How were the setts for the Master Yarn Chart determined? For instance, the sett for 10/2 pearl cotton is 20, 24, 28. Why these numbers and not 14, 16, 18, or 30, 32, 34? Have these worked best for a large number of weavers over time or is it a practical reason to do with how to warp a loom (can only fit so many threads in a particular reed or need a certain number of threads to fill the reed without gaps)?
—Caryl A. Graham
The middle number of the three given for each yarn is the sett that produces a balanced, medium-density plain weave in that yarn (24 ends per inch for 10/2 pearl cotton). It is the same number that you’d get if you wrapped a half inch of a ruler with that yarn without over-crowding the strands.
The three numbers have nothing to do with the reed you choose (most reeds, whether 8, 10, or 12, can be sleyed to get the density per inch you need).
The other two numbers are a bit more arbitrary; I don’t pay too much attention to them when deciding how to warp a loom. In theory, they show the range between setting the yarn farther apart (the lower number) if you want a really lacy plain weave or closer together (the higher number) for a twill (with floats) to get a balanced twill.
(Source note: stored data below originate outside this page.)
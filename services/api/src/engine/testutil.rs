//! services/api/src/engine/testutil.rs
//!
//! In-memory fakes for the engine tests. `MockStore` mirrors the relational
//! store's contract (at-most-once question inserts, monotone completion,
//! newest-first feedback) so the services can be exercised without Postgres.

use async_trait::async_trait;
use chrono::{Days, NaiveDate, Utc};
use std::sync::atomic::{AtomicUsize, Ordering};
use std::sync::Mutex;
use std::time::Duration;
use tutor_core::domain::{
    Cadence, Chapter, Curriculum, EngagementRecord, FeedbackEntry, QuizAttempt, QuizQuestion,
};
use tutor_core::ports::{
    CurriculumStore, FeedbackSummaryService, JudgmentService, LessonService, PortError,
    PortResult, QuizAuthoringService, TutorService,
};

#[derive(Default)]
struct StoreInner {
    curricula: Vec<Curriculum>,
    chapters: Vec<Chapter>,
    questions: Vec<(i64, QuizQuestion)>,
    attempts: Vec<QuizAttempt>,
    feedback: Vec<FeedbackEntry>,
    engagement: Vec<EngagementRecord>,
    next_curriculum_id: i64,
    next_chapter_id: i64,
    quiz_inserts: usize,
    engagement_writes: usize,
}

pub struct MockStore {
    inner: Mutex<StoreInner>,
}

impl MockStore {
    pub fn new() -> Self {
        Self {
            inner: Mutex::new(StoreInner {
                next_curriculum_id: 1,
                next_chapter_id: 1,
                ..StoreInner::default()
            }),
        }
    }

    fn lock(&self) -> std::sync::MutexGuard<'_, StoreInner> {
        self.inner.lock().unwrap()
    }

    /// Seeds a curriculum whose chapters start on 2024-01-01.
    pub async fn seed_curriculum(&self, owner: &str, subject: &str, titles: &[&str]) -> i64 {
        self.seed_curriculum_starting(
            owner,
            subject,
            titles,
            NaiveDate::from_ymd_opt(2024, 1, 1).unwrap(),
        )
        .await
    }

    /// Seeds a curriculum with one chapter per title, scheduled daily from
    /// `start`. Chapter ids are assigned in title order.
    pub async fn seed_curriculum_starting(
        &self,
        owner: &str,
        subject: &str,
        titles: &[&str],
        start: NaiveDate,
    ) -> i64 {
        let id = self
            .insert_curriculum(owner, subject, Cadence::Daily, start, "goal", "goal")
            .await
            .unwrap();
        let rows: Vec<(String, String, NaiveDate)> = titles
            .iter()
            .enumerate()
            .map(|(i, title)| {
                (
                    title.to_string(),
                    format!("About {}", title),
                    start
                        .checked_add_days(Days::new(i as u64))
                        .unwrap_or(NaiveDate::MAX),
                )
            })
            .collect();
        self.batch_insert_chapters(id, &rows).await.unwrap();
        id
    }

    pub fn chapters_of(&self, curriculum_id: i64) -> Vec<(String, String, NaiveDate)> {
        self.lock()
            .chapters
            .iter()
            .filter(|c| c.curriculum_id == curriculum_id)
            .map(|c| (c.title.clone(), c.description.clone(), c.scheduled_date))
            .collect()
    }

    pub fn curriculum_count(&self) -> usize {
        self.lock().curricula.len()
    }

    pub fn complete_all_chapters(&self) {
        for chapter in self.lock().chapters.iter_mut() {
            chapter.completed = true;
        }
    }

    pub fn chapter_completed(&self, chapter_id: i64) -> bool {
        self.lock()
            .chapters
            .iter()
            .any(|c| c.id == chapter_id && c.completed)
    }

    /// How many question batches actually landed. A no-op re-insert for a
    /// chapter that already has a quiz does not count.
    pub fn quiz_insert_count(&self) -> usize {
        self.lock().quiz_inserts
    }

    pub fn attempt_count(&self) -> usize {
        self.lock().attempts.len()
    }

    pub fn feedback_count(&self, owner: &str) -> usize {
        self.lock()
            .feedback
            .iter()
            .filter(|f| f.owner == owner)
            .count()
    }

    pub fn engagement_of(&self, owner: &str) -> Option<EngagementRecord> {
        self.lock()
            .engagement
            .iter()
            .find(|r| r.owner == owner)
            .cloned()
    }

    pub fn engagement_write_count(&self) -> usize {
        self.lock().engagement_writes
    }
}

#[async_trait]
impl CurriculumStore for MockStore {
    async fn insert_curriculum(
        &self,
        owner: &str,
        subject: &str,
        cadence: Cadence,
        start_date: NaiveDate,
        goal_description: &str,
        learning_goal: &str,
    ) -> PortResult<i64> {
        let mut inner = self.lock();
        let id = inner.next_curriculum_id;
        inner.next_curriculum_id += 1;
        inner.curricula.push(Curriculum {
            id,
            owner: owner.to_string(),
            subject: subject.to_string(),
            cadence,
            start_date,
            goal_description: goal_description.to_string(),
            learning_goal: learning_goal.to_string(),
            created_at: Utc::now(),
        });
        Ok(id)
    }

    async fn batch_insert_chapters(
        &self,
        curriculum_id: i64,
        chapters: &[(String, String, NaiveDate)],
    ) -> PortResult<()> {
        let mut inner = self.lock();
        for (title, description, scheduled_date) in chapters {
            let id = inner.next_chapter_id;
            inner.next_chapter_id += 1;
            inner.chapters.push(Chapter {
                id,
                curriculum_id,
                title: title.clone(),
                description: description.clone(),
                scheduled_date: *scheduled_date,
                completed: false,
            });
        }
        Ok(())
    }

    async fn fetch_curricula(&self, owner: &str) -> PortResult<Vec<Curriculum>> {
        let mut found: Vec<Curriculum> = self
            .lock()
            .curricula
            .iter()
            .filter(|c| c.owner == owner)
            .cloned()
            .collect();
        found.sort_by(|a, b| b.id.cmp(&a.id));
        Ok(found)
    }

    async fn next_incomplete_chapter(
        &self,
        owner: &str,
        subject: &str,
    ) -> PortResult<Option<Chapter>> {
        let inner = self.lock();
        let curriculum = inner
            .curricula
            .iter()
            .filter(|c| c.owner == owner && c.subject.eq_ignore_ascii_case(subject))
            .max_by_key(|c| c.id);
        let Some(curriculum) = curriculum else {
            return Err(PortError::NotFound(format!(
                "No curriculum for subject '{}'.",
                subject
            )));
        };
        Ok(inner
            .chapters
            .iter()
            .filter(|ch| ch.curriculum_id == curriculum.id && !ch.completed)
            .min_by_key(|ch| ch.id)
            .cloned())
    }

    async fn fetch_chapter(&self, chapter_id: i64) -> PortResult<Chapter> {
        self.lock()
            .chapters
            .iter()
            .find(|c| c.id == chapter_id)
            .cloned()
            .ok_or_else(|| PortError::NotFound(format!("Chapter {} does not exist.", chapter_id)))
    }

    async fn chapters_scheduled_on(
        &self,
        owner: &str,
        date: NaiveDate,
    ) -> PortResult<Vec<(Chapter, String)>> {
        let inner = self.lock();
        let mut out = Vec::new();
        for chapter in &inner.chapters {
            if chapter.completed || chapter.scheduled_date != date {
                continue;
            }
            let subject = inner
                .curricula
                .iter()
                .find(|c| c.id == chapter.curriculum_id && c.owner == owner)
                .map(|c| c.subject.clone());
            if let Some(subject) = subject {
                out.push((chapter.clone(), subject));
            }
        }
        Ok(out)
    }

    async fn mark_chapter_completed(&self, chapter_id: i64) -> PortResult<()> {
        let mut inner = self.lock();
        match inner.chapters.iter_mut().find(|c| c.id == chapter_id) {
            Some(chapter) => {
                chapter.completed = true;
                Ok(())
            }
            None => Err(PortError::NotFound(format!(
                "Chapter {} does not exist.",
                chapter_id
            ))),
        }
    }

    async fn quiz_exists(&self, chapter_id: i64) -> PortResult<bool> {
        Ok(self
            .lock()
            .questions
            .iter()
            .any(|(id, _)| *id == chapter_id))
    }

    async fn insert_quiz_questions(
        &self,
        chapter_id: i64,
        questions: &[QuizQuestion],
    ) -> PortResult<()> {
        let mut inner = self.lock();
        if inner.questions.iter().any(|(id, _)| *id == chapter_id) {
            return Ok(());
        }
        for question in questions {
            inner.questions.push((chapter_id, question.clone()));
        }
        inner.quiz_inserts += 1;
        Ok(())
    }

    async fn fetch_quiz_questions(&self, chapter_id: i64) -> PortResult<Vec<QuizQuestion>> {
        Ok(self
            .lock()
            .questions
            .iter()
            .filter(|(id, _)| *id == chapter_id)
            .map(|(_, q)| q.clone())
            .collect())
    }

    async fn insert_quiz_attempt(&self, attempt: &QuizAttempt) -> PortResult<()> {
        self.lock().attempts.push(attempt.clone());
        Ok(())
    }

    async fn insert_feedback(&self, owner: &str, text: &str) -> PortResult<()> {
        self.lock().feedback.push(FeedbackEntry {
            owner: owner.to_string(),
            text: text.to_string(),
            created_at: Utc::now(),
        });
        Ok(())
    }

    async fn fetch_feedback(&self, owner: &str) -> PortResult<Vec<FeedbackEntry>> {
        let inner = self.lock();
        Ok(inner
            .feedback
            .iter()
            .rev()
            .filter(|f| f.owner == owner)
            .take(10)
            .cloned()
            .collect())
    }

    async fn fetch_engagement(&self, owner: &str) -> PortResult<Option<EngagementRecord>> {
        Ok(self.engagement_of(owner))
    }

    async fn upsert_engagement(&self, record: &EngagementRecord) -> PortResult<()> {
        let mut inner = self.lock();
        inner.engagement_writes += 1;
        match inner.engagement.iter_mut().find(|r| r.owner == record.owner) {
            Some(existing) => *existing = record.clone(),
            None => inner.engagement.push(record.clone()),
        }
        Ok(())
    }
}

#[derive(Default)]
pub struct MockLessons;

#[async_trait]
impl LessonService for MockLessons {
    async fn generate_lesson(
        &self,
        subject: &str,
        title: &str,
        _description: &str,
    ) -> PortResult<String> {
        Ok(format!("A lesson on {} ({}).", title, subject))
    }
}

#[derive(Default)]
pub struct MockQuizzes {
    delay: Option<Duration>,
    generations: AtomicUsize,
}

impl MockQuizzes {
    pub fn with_delay(delay: Duration) -> Self {
        Self {
            delay: Some(delay),
            generations: AtomicUsize::new(0),
        }
    }

    pub fn generation_count(&self) -> usize {
        self.generations.load(Ordering::SeqCst)
    }
}

#[async_trait]
impl QuizAuthoringService for MockQuizzes {
    async fn generate_questions(
        &self,
        title: &str,
        _description: &str,
    ) -> PortResult<Vec<QuizQuestion>> {
        if let Some(delay) = self.delay {
            tokio::time::sleep(delay).await;
        }
        self.generations.fetch_add(1, Ordering::SeqCst);
        Ok(vec![QuizQuestion {
            question: format!("What is the key idea of {}?", title),
            options: [
                "Option one".to_string(),
                "Option two".to_string(),
                "Option three".to_string(),
                "Option four".to_string(),
            ],
            correct_option: 'A',
        }])
    }
}

pub struct MockJudge {
    verdict: Option<String>,
    calls: AtomicUsize,
}

impl MockJudge {
    pub fn with_verdict(verdict: &str) -> Self {
        Self {
            verdict: Some(verdict.to_string()),
            calls: AtomicUsize::new(0),
        }
    }

    pub fn erroring() -> Self {
        Self {
            verdict: None,
            calls: AtomicUsize::new(0),
        }
    }

    pub fn call_count(&self) -> usize {
        self.calls.load(Ordering::SeqCst)
    }
}

#[async_trait]
impl JudgmentService for MockJudge {
    async fn judge(
        &self,
        _chapter_id: i64,
        _score: u32,
        _total_questions: u32,
        _reflection: &str,
    ) -> PortResult<String> {
        self.calls.fetch_add(1, Ordering::SeqCst);
        match &self.verdict {
            Some(verdict) => Ok(verdict.clone()),
            None => Err(PortError::Unexpected("judge offline".to_string())),
        }
    }
}

#[derive(Default)]
pub struct MockTutor {
    last_context: Mutex<String>,
}

impl MockTutor {
    pub fn last_context(&self) -> String {
        self.last_context.lock().unwrap().clone()
    }
}

#[async_trait]
impl TutorService for MockTutor {
    async fn respond(&self, _owner: &str, context: &str) -> PortResult<String> {
        *self.last_context.lock().unwrap() = context.to_string();
        Ok("Happy to help with that.".to_string())
    }
}

#[derive(Default)]
pub struct MockSummarizer {
    calls: AtomicUsize,
    failures: AtomicUsize,
}

impl MockSummarizer {
    /// Fails the first `times` summarize calls, then succeeds.
    pub fn failing(times: usize) -> Self {
        Self {
            calls: AtomicUsize::new(0),
            failures: AtomicUsize::new(times),
        }
    }

    pub fn call_count(&self) -> usize {
        self.calls.load(Ordering::SeqCst)
    }
}

#[async_trait]
impl FeedbackSummaryService for MockSummarizer {
    async fn summarize(&self, entries: &[String]) -> PortResult<String> {
        self.calls.fetch_add(1, Ordering::SeqCst);
        if self.failures.load(Ordering::SeqCst) > 0 {
            self.failures.fetch_sub(1, Ordering::SeqCst);
            return Err(PortError::Unexpected("summarizer offline".to_string()));
        }
        if entries.is_empty() {
            Ok("No past feedback found.".to_string())
        } else {
            Ok("Prefer shorter, concrete answers.".to_string())
        }
    }
}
But the sett you’d really want for these situations would depend on desired fabric hand and/or the specific twill.
The reason the numbers for 10/2 cotton aren’t 14, 16, 18 is that those numbers would produce a very very very loose plain weave, and the reason they aren’t 30, 32, 34 is because you probably couldn’t even achieve a balanced plain weave with those numbers, no matter how hard you beat the weft.